Because that’s what I used to get well. I committed, pre dxs, in absolute darkness, to no more relational chaos, no more alcohol since 2007 age 40 because as the internalising type of a personality disorder, my undx BPD would have killed me before 50 had I continued & it would have continued to hurt others as I went down.
And yes, thank you, I also did it through you, as a relational trigger portal, at a distance, essentially energetically field work, & it’s grown me a lot. And I let you go, to be what you chose with this final admonition.
NPD is healable. But you have to want it more…… more than pleasure taken by hurting people, more than the glimmer of satisfaction you feel when you think you’ve got one over on another person, more than how good your tiny mind thinks a thing looks. Because to the rest of us, it looks exactly like it is. Shit. Shit for you & shit for anyone you are interacting with on any real level.

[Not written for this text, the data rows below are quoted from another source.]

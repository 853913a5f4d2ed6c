//! Per-connection subscription manager.
//!
//! Tracks which sessions a WebSocket client is subscribed to and
//! provides server-side event filtering.

use std::collections::HashSet;

use crate::domain::SessionId;

/// Manages the set of session subscriptions for a single WebSocket connection.
#[derive(Debug, Default)]
pub struct SubscriptionManager {
    /// Subscribed session IDs. If `subscribe_all` is true, this set is ignored.
    session_ids: HashSet<SessionId>,
    /// Whether the client subscribes to all sessions (wildcard `"*"`).
    subscribe_all: bool,
}

impl SubscriptionManager {
    /// Creates a new empty subscription manager.
    #[must_use]
    pub fn new() -> Self {
        Self::default()
    }

    /// Adds session IDs to the subscription set. `wildcard` enables `"*"`.
    pub fn subscribe(&mut self, ids: &[SessionId], wildcard: bool) {
        if wildcard {
            self.subscribe_all = true;
        }
        self.session_ids.extend(ids.iter().copied());
    }

    /// Removes session IDs from the subscription set. `wildcard` clears `"*"`.
    pub fn unsubscribe(&mut self, ids: &[SessionId], wildcard: bool) {
        if wildcard {
            self.subscribe_all = false;
        }
        for id in ids {
            self.session_ids.remove(id);
        }
    }

    /// Returns `true` if an event for `session_id` passes the filter.
    ///
    /// Log-wide events (no session) reach every client with at least one
    /// active subscription.
    #[must_use]
    pub fn matches(&self, session_id: Option<SessionId>) -> bool {
        match session_id {
            Some(id) => self.subscribe_all || self.session_ids.contains(&id),
            None => self.subscribe_all || !self.session_ids.is_empty(),
        }
    }

    /// Returns the number of explicitly subscribed session IDs.
    #[must_use]
    pub fn count(&self) -> usize {
        self.session_ids.len()
    }

    /// Returns `true` if the wildcard subscription is active.
    #[must_use]
    pub fn is_subscribed_all(&self) -> bool {
        self.subscribe_all
    }
}
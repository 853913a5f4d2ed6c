//! Catch-log format on top of a [`KeyValueStore`].
//!
//! The whole log is one JSON array under a single key, newest entry first.
//! Loading and saving are best effort: failures are logged and the
//! in-memory log stays authoritative.

use std::sync::Arc;

use super::KeyValueStore;
use crate::domain::CatchLogEntry;

/// Slot key the log is stored under.
pub const CATCH_LOG_KEY: &str = "catchLogs";

/// Suggested file name for exported logs.
pub const EXPORT_FILE_NAME: &str = "catch-log.json";

/// Reads and writes the catch log through a key-value backend.
#[derive(Debug, Clone)]
pub struct CatchLogStore {
    store: Arc<dyn KeyValueStore>,
    key: String,
}

impl CatchLogStore {
    /// Creates a log store using the default [`CATCH_LOG_KEY`].
    #[must_use]
    pub fn new(store: Arc<dyn KeyValueStore>) -> Self {
        Self::with_key(store, CATCH_LOG_KEY)
    }

    /// Creates a log store using a custom slot key.
    #[must_use]
    pub fn with_key(store: Arc<dyn KeyValueStore>, key: impl Into<String>) -> Self {
        Self {
            store,
            key: key.into(),
        }
    }

    /// Loads the persisted log.
    ///
    /// A missing slot is an empty log. An unreadable backend or corrupt
    /// contents are logged at `warn` and also treated as empty.
    pub async fn load(&self) -> Vec<CatchLogEntry> {
        let bytes = match self.store.get(&self.key).await {
            Ok(Some(bytes)) => bytes,
            Ok(None) => return Vec::new(),
            Err(err) => {
                tracing::warn!(key = %self.key, error = %err, "failed to read catch log, starting empty");
                return Vec::new();
            }
        };

        match serde_json::from_slice::<Vec<CatchLogEntry>>(&bytes) {
            Ok(entries) => {
                tracing::debug!(key = %self.key, entries = entries.len(), "catch log loaded");
                entries
            }
            Err(err) => {
                tracing::warn!(key = %self.key, error = %err, "corrupt catch log, starting empty");
                Vec::new()
            }
        }
    }

    /// Persists `entries`, replacing whatever was stored.
    ///
    /// Returns whether the write reached the backend; a failure is logged
    /// at `error` and nothing is rolled back.
    pub async fn save(&self, entries: &[CatchLogEntry]) -> bool {
        let bytes = match serde_json::to_vec(entries) {
            Ok(bytes) => bytes,
            Err(err) => {
                tracing::error!(key = %self.key, error = %err, "failed to serialise catch log");
                return false;
            }
        };

        match self.store.put(&self.key, &bytes).await {
            Ok(()) => true,
            Err(err) => {
                tracing::error!(key = %self.key, error = %err, entries = entries.len(), "failed to persist catch log");
                false
            }
        }
    }
}

/// Renders `entries` as a 2-space indented JSON array.
///
/// # Errors
///
/// Returns a [`serde_json::Error`] if serialisation fails.
pub fn export(entries: &[CatchLogEntry]) -> Result<Vec<u8>, serde_json::Error> {
    serde_json::to_vec_pretty(entries)
}

#[cfg(test)]
#[allow(clippy::panic)]
mod tests {
    use async_trait::async_trait;
    use chrono::NaiveDate;

    use super::*;
    use crate::domain::{CatchDetails, FishIdentification, ImageUpload, assemble};
    use crate::persistence::{FileStore, MemoryStore, StoreError};

    #[derive(Debug)]
    struct BrokenStore;

    #[async_trait]
    impl KeyValueStore for BrokenStore {
        async fn get(&self, _key: &str) -> Result<Option<Vec<u8>>, StoreError> {
            Err(StoreError::Io(std::io::Error::other("disk unplugged")))
        }

        async fn put(&self, _key: &str, _value: &[u8]) -> Result<(), StoreError> {
            Err(StoreError::Io(std::io::Error::other("quota exceeded")))
        }
    }

    fn entry(species: &str, location: &str) -> CatchLogEntry {
        let fish = FishIdentification {
            species: species.to_string(),
            description: "A fish.".to_string(),
            habitat: "Lakes".to_string(),
            is_edible: true,
            estimated_size: "Approx. 30-35 cm".to_string(),
            estimated_weight: "Cannot be estimated".to_string(),
        };
        let Ok(image) = ImageUpload::new("iVBORw0KGgo=", "image/png") else {
            panic!("valid png");
        };
        let details = CatchDetails {
            location: location.to_string(),
            size: "32 cm".to_string(),
            notes: Some("evening bite".to_string()),
            ..CatchDetails::default()
        };
        let Some(today) = NaiveDate::from_ymd_opt(2024, 6, 1) else {
            panic!("valid date");
        };
        let Ok(entry) = assemble(&fish, details, &image, today) else {
            panic!("valid entry");
        };
        entry
    }

    fn log_store(store: impl KeyValueStore + 'static) -> CatchLogStore {
        CatchLogStore::new(Arc::new(store))
    }

    #[tokio::test]
    async fn round_trip_preserves_sequence() {
        for n in [0_usize, 1, 5] {
            let store = log_store(MemoryStore::new());
            let entries: Vec<_> = (0..n)
                .map(|i| entry("Largemouth Bass", &format!("Pier {i}")))
                .collect();

            assert!(store.save(&entries).await);
            assert_eq!(store.load().await, entries, "n = {n}");
        }
    }

    #[tokio::test]
    async fn round_trip_through_files() {
        let Ok(dir) = tempfile::tempdir() else {
            panic!("tempdir");
        };
        let entries = vec![entry("Rainbow Trout", "Upper Creek"), entry("Pike", "Lakeview Pier")];

        assert!(log_store(FileStore::new(dir.path())).save(&entries).await);
        let reopened = log_store(FileStore::new(dir.path()));
        assert_eq!(reopened.load().await, entries);
    }

    #[tokio::test]
    async fn missing_slot_loads_empty() {
        assert!(log_store(MemoryStore::new()).load().await.is_empty());
    }

    #[tokio::test]
    async fn corrupt_slot_loads_empty() {
        let cases: [&[u8]; 3] = [b"not json", b"{\"id\": 1}", b"[{\"species\": \"Pike\"}]"];
        for bad in cases {
            let store = log_store(MemoryStore::with_slot(CATCH_LOG_KEY, bad.to_vec()));
            assert!(store.load().await.is_empty());
        }
    }

    #[tokio::test]
    async fn broken_backend_is_tolerated() {
        let store = log_store(BrokenStore);
        assert!(store.load().await.is_empty());
        assert!(!store.save(&[entry("Pike", "Dock")]).await);
    }

    #[tokio::test]
    async fn uses_configured_key() {
        let backend = Arc::new(MemoryStore::new());
        let store = CatchLogStore::with_key(Arc::clone(&backend) as Arc<dyn KeyValueStore>, "other");
        assert!(store.save(&[entry("Pike", "Dock")]).await);

        assert!(matches!(backend.get(CATCH_LOG_KEY).await, Ok(None)));
        assert!(matches!(backend.get("other").await, Ok(Some(_))));
    }

    #[test]
    fn export_parses_back_to_same_sequence() {
        let entries = vec![entry("Rainbow Trout", "Upper Creek"), entry("Pike", "Lakeview Pier")];
        let Ok(bytes) = export(&entries) else {
            panic!("export");
        };
        let Ok(text) = String::from_utf8(bytes) else {
            panic!("utf8");
        };
        assert!(text.starts_with("[\n  {"));

        let Ok(parsed) = serde_json::from_str::<Vec<CatchLogEntry>>(&text) else {
            panic!("export should parse");
        };
        assert_eq!(parsed, entries);
    }

    #[test]
    fn export_of_empty_log_is_empty_array() {
        assert!(matches!(export(&[]), Ok(bytes) if bytes == b"[]"));
    }
}
//! Domain layer: identifiers, identification results, catch entries,
//! the per-session state machine, and the event system.

pub mod assembler;
pub mod catch_entry;
pub mod catch_event;
pub mod catch_id;
pub mod event_bus;
pub mod fish;
pub mod image;
pub mod session;
pub mod session_id;
pub mod session_registry;

pub use assembler::{AssembleError, assemble};
pub use catch_entry::{CatchDetails, CatchDetailsDraft, CatchLogEntry};
pub use catch_event::CatchEvent;
pub use catch_id::CatchId;
pub use event_bus::EventBus;
pub use fish::{CANNOT_BE_ESTIMATED, FishIdentification};
pub use image::{ImageError, ImageUpload};
pub use session::{Generation, Resolution, Session, SessionSnapshot, View};
pub use session_id::SessionId;
pub use session_registry::{SessionHandle, SessionRegistry};
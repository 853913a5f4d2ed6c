//! Saved catch log entries and the user-entered details behind them.

use chrono::NaiveDate;
use serde::{Deserialize, Serialize};
use utoipa::ToSchema;

use super::{CatchId, FishIdentification};

/// Details the angler enters when logging a catch.
#[derive(Debug, Clone, Default, PartialEq, Eq)]
pub struct CatchDetails {
    /// Where the fish was caught. Required.
    pub location: String,
    /// Catch date; `None` means "today".
    pub date: Option<NaiveDate>,
    /// Measured size. Required, independent of the estimate.
    pub size: String,
    /// Measured weight.
    pub weight: Option<String>,
    /// Free-form notes.
    pub notes: Option<String>,
}

/// Pre-filled logging form handed to the client when logging starts.
#[derive(Debug, Clone, PartialEq, Eq, Serialize, ToSchema)]
pub struct CatchDetailsDraft {
    /// Empty; the angler always types the location.
    pub location: String,
    /// Defaults to today.
    pub date: NaiveDate,
    /// The size estimate, unless none could be made.
    pub size: String,
    /// The weight estimate, unless none could be made.
    pub weight: String,
    /// Empty.
    pub notes: String,
}

impl CatchDetailsDraft {
    /// Builds the form defaults for `identification`.
    #[must_use]
    pub fn prefill(identification: &FishIdentification, today: NaiveDate) -> Self {
        Self {
            location: String::new(),
            date: today,
            size: identification.size_estimate().unwrap_or_default().to_string(),
            weight: identification.weight_estimate().unwrap_or_default().to_string(),
            notes: String::new(),
        }
    }
}

/// One saved catch.
///
/// Identification fields are copied from the [`FishIdentification`] at
/// save time and never change afterwards. Entries are only built by
/// [`super::assembler::assemble`] or loaded from storage.
#[derive(Debug, Clone, PartialEq, Eq, Serialize, Deserialize, ToSchema)]
#[serde(rename_all = "camelCase")]
pub struct CatchLogEntry {
    id: CatchId,
    image_url: String,
    species: String,
    description: String,
    habitat: String,
    is_edible: bool,
    estimated_size: String,
    estimated_weight: String,
    location: String,
    date: NaiveDate,
    size: String,
    #[serde(default, skip_serializing_if = "Option::is_none")]
    weight: Option<String>,
    #[serde(default, skip_serializing_if = "Option::is_none")]
    notes: Option<String>,
}

/// Validated user fields, ready to be stamped into an entry.
#[derive(Debug)]
pub(super) struct ValidatedDetails {
    pub(super) location: String,
    pub(super) date: NaiveDate,
    pub(super) size: String,
    pub(super) weight: Option<String>,
    pub(super) notes: Option<String>,
}

impl CatchLogEntry {
    pub(super) fn snapshot(
        id: CatchId,
        image_url: String,
        identification: &FishIdentification,
        details: ValidatedDetails,
    ) -> Self {
        Self {
            id,
            image_url,
            species: identification.species.clone(),
            description: identification.description.clone(),
            habitat: identification.habitat.clone(),
            is_edible: identification.is_edible,
            estimated_size: identification.estimated_size.clone(),
            estimated_weight: identification.estimated_weight.clone(),
            location: details.location,
            date: details.date,
            size: details.size,
            weight: details.weight,
            notes: details.notes,
        }
    }

    /// Entry identifier.
    #[must_use]
    pub const fn id(&self) -> CatchId {
        self.id
    }

    /// Self-contained `data:` URI of the photo.
    #[must_use]
    pub fn image_url(&self) -> &str {
        &self.image_url
    }

    /// Identified species.
    #[must_use]
    pub fn species(&self) -> &str {
        &self.species
    }

    /// Species description at save time.
    #[must_use]
    pub fn description(&self) -> &str {
        &self.description
    }

    /// Habitat at save time.
    #[must_use]
    pub fn habitat(&self) -> &str {
        &self.habitat
    }

    /// Edibility at save time.
    #[must_use]
    pub const fn is_edible(&self) -> bool {
        self.is_edible
    }

    /// Model size estimate at save time.
    #[must_use]
    pub fn estimated_size(&self) -> &str {
        &self.estimated_size
    }

    /// Model weight estimate at save time.
    #[must_use]
    pub fn estimated_weight(&self) -> &str {
        &self.estimated_weight
    }

    /// Catch location.
    #[must_use]
    pub fn location(&self) -> &str {
        &self.location
    }

    /// Catch date.
    #[must_use]
    pub const fn date(&self) -> NaiveDate {
        self.date
    }

    /// Measured size.
    #[must_use]
    pub fn size(&self) -> &str {
        &self.size
    }

    /// Measured weight, if recorded.
    #[must_use]
    pub fn weight(&self) -> Option<&str> {
        self.weight.as_deref()
    }

    /// Notes, if any.
    #[must_use]
    pub fn notes(&self) -> Option<&str> {
        self.notes.as_deref()
    }
}
//! Table-driven identifier for tests.

use std::collections::HashMap;

use async_trait::async_trait;

use super::{FishIdentifier, IdentifyError};
use crate::domain::{FishIdentification, ImageUpload};

/// Identifier answering from a fixed table keyed by the photo's base64
/// data. Used by tests in place of a network-backed identifier.
#[derive(Debug, Default)]
pub struct ScriptedIdentifier {
    answers: HashMap<String, Result<FishIdentification, IdentifyError>>,
    fallback: Option<Result<FishIdentification, IdentifyError>>,
}

impl ScriptedIdentifier {
    /// Answers every photo with `outcome`.
    #[must_use]
    pub fn always(outcome: Result<FishIdentification, IdentifyError>) -> Self {
        Self {
            answers: HashMap::new(),
            fallback: Some(outcome),
        }
    }

    /// Answers photos whose base64 data equals `data` with `outcome`.
    #[must_use]
    pub fn answer(
        mut self,
        data: impl Into<String>,
        outcome: Result<FishIdentification, IdentifyError>,
    ) -> Self {
        self.answers.insert(data.into(), outcome);
        self
    }
}

#[async_trait]
impl FishIdentifier for ScriptedIdentifier {
    async fn identify(&self, image: &ImageUpload) -> Result<FishIdentification, IdentifyError> {
        self.answers
            .get(image.base64_data())
            .or(self.fallback.as_ref())
            .cloned()
            .unwrap_or_else(|| {
                Err(IdentifyError::Unidentified(
                    "No fish detected in image.".to_string(),
                ))
            })
    }
}

#[cfg(test)]
#[allow(clippy::panic)]
mod tests {
    use super::*;

    fn photo(data: &str) -> ImageUpload {
        let Ok(image) = ImageUpload::new(data, "image/png") else {
            panic!("valid image");
        };
        image
    }

    #[tokio::test]
    async fn table_entry_wins_over_fallback() {
        let identifier = ScriptedIdentifier::always(Err(IdentifyError::Timeout))
            .answer("AAAA", Err(IdentifyError::Transport("down".to_string())));

        assert_eq!(
            identifier.identify(&photo("AAAA")).await,
            Err(IdentifyError::Transport("down".to_string()))
        );
        assert_eq!(
            identifier.identify(&photo("BBBB")).await,
            Err(IdentifyError::Timeout)
        );
    }

    #[tokio::test]
    async fn empty_table_reports_no_fish() {
        let result = ScriptedIdentifier::default().identify(&photo("AAAA")).await;
        assert!(matches!(result, Err(IdentifyError::Unidentified(_))));
    }
}
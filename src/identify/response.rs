//! Parsing the model's structured output.

use serde::Deserialize;

use super::IdentifyError;
use crate::domain::FishIdentification;

/// Raw structured output, field-for-field with the declared schema.
///
/// Every field is optional on the wire: a failure carries only `error`,
/// and the model may return `null` for inapplicable fields.
#[derive(Debug, Clone, Default, PartialEq, Eq, Deserialize)]
#[serde(rename_all = "camelCase")]
pub struct IdentificationReport {
    /// Common name of the species.
    #[serde(default)]
    pub species: Option<String>,
    /// Short narrative about the fish.
    #[serde(default)]
    pub description: Option<String>,
    /// Typical habitat.
    #[serde(default)]
    pub habitat: Option<String>,
    /// Edibility.
    #[serde(default)]
    pub is_edible: Option<bool>,
    /// Size range or the "cannot be estimated" sentinel.
    #[serde(default)]
    pub estimated_size: Option<String>,
    /// Weight range or the "cannot be estimated" sentinel.
    #[serde(default)]
    pub estimated_weight: Option<String>,
    /// User-facing failure message; when non-blank the report is a failure.
    #[serde(default)]
    pub error: Option<String>,
}

impl IdentificationReport {
    /// Parses the model's raw text answer.
    ///
    /// # Errors
    ///
    /// Returns [`IdentifyError::MalformedResponse`] if `text` is not a JSON
    /// object matching the schema.
    pub fn parse(text: &str) -> Result<Self, IdentifyError> {
        serde_json::from_str(text.trim())
            .map_err(|e| IdentifyError::MalformedResponse(e.to_string()))
    }

    /// Converts the report into a successful identification.
    ///
    /// A non-blank `error` wins over any other field.
    ///
    /// # Errors
    ///
    /// Returns [`IdentifyError::Unidentified`] with the model's message if
    /// `error` is set, or [`IdentifyError::MalformedResponse`] if a
    /// descriptive field is missing.
    pub fn into_identification(self) -> Result<FishIdentification, IdentifyError> {
        if let Some(message) = self.error.filter(|message| !message.trim().is_empty()) {
            return Err(IdentifyError::Unidentified(message));
        }

        Ok(FishIdentification {
            species: require_text(self.species, "species")?,
            description: require_text(self.description, "description")?,
            habitat: require_text(self.habitat, "habitat")?,
            is_edible: self
                .is_edible
                .ok_or_else(|| missing_field("isEdible"))?,
            estimated_size: require_text(self.estimated_size, "estimatedSize")?,
            estimated_weight: require_text(self.estimated_weight, "estimatedWeight")?,
        })
    }
}

/// Parses `text` straight into an identification outcome.
///
/// # Errors
///
/// See [`IdentificationReport::parse`] and
/// [`IdentificationReport::into_identification`].
pub fn parse_identification(text: &str) -> Result<FishIdentification, IdentifyError> {
    IdentificationReport::parse(text)?.into_identification()
}

fn require_text(value: Option<String>, field: &str) -> Result<String, IdentifyError> {
    value
        .map(|v| v.trim().to_string())
        .filter(|v| !v.is_empty())
        .ok_or_else(|| missing_field(field))
}

fn missing_field(field: &str) -> IdentifyError {
    IdentifyError::MalformedResponse(format!("missing field `{field}`"))
}
mod config;
mod database;
mod extractor;
mod fetcher;
mod geocoder;
mod http_client;
mod models;
mod orchestrator;

use anyhow::Result;
use clap::{Parser, Subcommand};
use config::Config;
use database::{Database, ListingFilter};
use fetcher::{HttpFetcher, PageFetcher, RateLimiter, RetryPolicy};
use geocoder::{Geocoder, NominatimBackend};
use orchestrator::{CancelHandle, Orchestrator};
use std::sync::Arc;
use std::time::Duration;
use tokio::sync::Mutex;

#[derive(Parser, Debug)]
#[command(name = "kleinanzeigen-map")]
#[command(about = "Scrapes classified-ad listings for a keyword and maps them", long_about = None)]
struct Args {
    #[command(subcommand)]
    command: Command,
}

#[derive(Subcommand, Debug)]
enum Command {
    /// Run the scraping pipeline for one keyword
    Scrape {
        /// Search keyword
        #[arg(long)]
        keyword: String,

        /// Number of result pages to request (defaults to config)
        #[arg(long)]
        max_pages: Option<u32>,
    },
    /// Print stored listings, optionally filtered
    Query {
        #[arg(long)]
        keyword: Option<String>,

        #[arg(long)]
        city: Option<String>,

        #[arg(long)]
        min_price: Option<f64>,

        #[arg(long)]
        max_price: Option<f64>,
    },
    /// Show recent run summaries
    Runs {
        #[arg(long, default_value_t = 20)]
        limit: u32,
    },
}

#[tokio::main]
async fn main() -> Result<()> {
    let args = Args::parse();

    if !std::path::Path::new("data/config.yaml").exists() {
        eprintln!("No config file found, creating default data/config.yaml");
        Config::create_default()?;
    }
    let config = Config::load()?;

    // RUST_LOG wins over the configured level when set.
    if std::env::var("RUST_LOG").is_ok() {
        tracing_subscriber::fmt()
            .with_env_filter(tracing_subscriber::EnvFilter::from_default_env())
            .init();
    } else {
        let level = match config.tracing_level.to_lowercase().as_str() {
            "trace" => tracing::Level::TRACE,
            "debug" => tracing::Level::DEBUG,
            "info" => tracing::Level::INFO,
            "warn" => tracing::Level::WARN,
            "error" => tracing::Level::ERROR,
            other => {
                eprintln!("Invalid tracing level '{}', using 'info'", other);
                tracing::Level::INFO
            }
        };
        tracing_subscriber::fmt().with_max_level(level).init();
    }

    if let Some(parent) = std::path::Path::new(&config.db_path).parent() {
        std::fs::create_dir_all(parent)?;
    }
    let db = Arc::new(Mutex::new(Database::new(&config.db_path)?));
    tracing::debug!(path = %config.db_path, "database opened");

    match args.command {
        Command::Scrape { keyword, max_pages } => {
            let max_pages = max_pages
                .unwrap_or(config.max_pages)
                .clamp(1, config::MAX_PAGES_HARD_LIMIT);
            scrape(&config, db, &keyword, max_pages).await
        }
        Command::Query {
            keyword,
            city,
            min_price,
            max_price,
        } => {
            let filter = ListingFilter {
                keyword,
                city,
                min_price,
                max_price,
            };
            let db = db.lock().await;
            for listing in db.query_listings(&filter)? {
                let price = listing
                    .price
                    .map(|p| format!("{:.2} EUR", p))
                    .unwrap_or_else(|| "-".to_string());
                let coords = listing
                    .coordinates
                    .map(|c| format!("{:.5},{:.5}", c.latitude, c.longitude))
                    .unwrap_or_else(|| "-".to_string());
                println!(
                    "{}\t{}\t{}\t{} {}\t{}\t{}",
                    listing.identity, listing.title, price, listing.postal_code, listing.city,
                    coords, listing.url
                );
            }
            Ok(())
        }
        Command::Runs { limit } => {
            let db = db.lock().await;
            for run in db.recent_runs(limit)? {
                println!(
                    "{}\t{}\t{}\tpages={}/{} found={} new={} duplicate={} geocode_failed={} fetch_failed={}",
                    run.started_at.format("%Y-%m-%d %H:%M:%S"),
                    run.keyword,
                    run.status.as_str(),
                    run.pages_fetched,
                    run.max_pages,
                    run.found,
                    run.new,
                    run.duplicate,
                    run.geocode_failed,
                    run.fetch_failed,
                );
            }
            Ok(())
        }
    }
}

async fn scrape(
    config: &Config,
    db: Arc<Mutex<Database>>,
    keyword: &str,
    max_pages: u32,
) -> Result<()> {
    let client = http_client::create_http_client(&config.user_agent)?;
    let site_limiter = Arc::new(RateLimiter::new(Duration::from_millis(
        config.request_delay_ms,
    )));
    let policy = RetryPolicy::new(
        config.max_retries,
        Duration::from_millis(config.retry_base_delay_ms),
    );
    let fetcher: Arc<dyn PageFetcher> = Arc::new(HttpFetcher::new(client, site_limiter, policy));

    let geocode_limiter = Arc::new(RateLimiter::new(Duration::from_millis(
        config.geocode_delay_ms,
    )));
    let backend = NominatimBackend::new(
        &config.geocoder_endpoint,
        &config.user_agent,
        geocode_limiter,
    );
    let geocoder = Geocoder::new(Box::new(backend), db.clone());

    let cancel = CancelHandle::new();
    let cancel_on_signal = cancel.clone();
    tokio::spawn(async move {
        if tokio::signal::ctrl_c().await.is_ok() {
            tracing::info!("interrupt received, draining current run");
            cancel_on_signal.cancel();
        }
    });

    let orchestrator = Orchestrator::new(
        fetcher,
        geocoder,
        db,
        &config.base_url,
        config.fail_threshold,
        cancel,
    );
    let run = orchestrator.run(keyword, max_pages).await?;

    println!(
        "run {}: {} (pages {}/{}, found {}, new {}, duplicate {}, geocode failures {}, fetch failures {})",
        run.id,
        run.status.as_str(),
        run.pages_fetched,
        run.max_pages,
        run.found,
        run.new,
        run.duplicate,
        run.geocode_failed,
        run.fetch_failed,
    );

    if run.status == models::RunStatus::Failed {
        std::process::exit(1);
    }
    Ok(())
}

Best of luck honey. I could always see your soul btw, I know that horrifies you. You can’t lose your soul, because it’s not yours to lose, however hard you try, not existing is not an option, but I get that it feels like one. All there is, is consciousness ♥️
Because I could so easily forgo you sexually, you used the thing I wanted more - your healing - as the axe you’d chop me down with.
Well I’m still standing as I watch you crash to the floor in slow motion. ๐ฅฐ๐๐๐๐
And I’m not sorry about anything at all. I’m now getting to heal the parts of me that were determined to stay wtv. & let them learn about what is enough in friendships, interpersonal stuff.
I’m left expanded by my interactions with a narcissist whilst you are visibly deteriorating, by choice. As this is inexplicably your preference over healing.
End transmission. Warmly.
Coda
I saw it too clearly, driving back from Pan’s birthday yesterday. My lone twin granddaughter. Who’s built for connection on a level I can only attempt, like her mum, to fulfil.
The real cost of what he tried to do wasn’t just cruelty toward me. It was equally aimed at robbing Lily and Pan—of the support they 100% need, of the peace & wisdom I’ve finally begun to accumulate, after a lifetime of loss, medical gaslighting, support betrayal. That’s how deep the hatred ran through his illness. That’s how dangerous it became.
Ostensibly, my friend systematically psychologically tormented his real brother, who later took his own life. He named an album after him. But still, no true change was fought for. Superficial desire to change only. And still, not after witnessing my own med-free slow recovery from an almost ‘impossible’ BPD plus Bipolar 1 - dual diagnosis.
Healing is possible, but only **only** if it’s wanted, like we want oxygen. We must need it. I lived with needing to heal without movement for 3 decades. Just saying. It was hard won.
This blog is not net metaphoric. This is not energetic chess.
These are simply words saying truths.
And my playful, self expression on Instagram is not for anyone to hijack. She walks freely, she wears freely, she’s more than earned that now.
I’m a Metaphor free field on-line - if you want a conversation use direct messages or leave comments or use physical meeting.
I’m not available for anything else.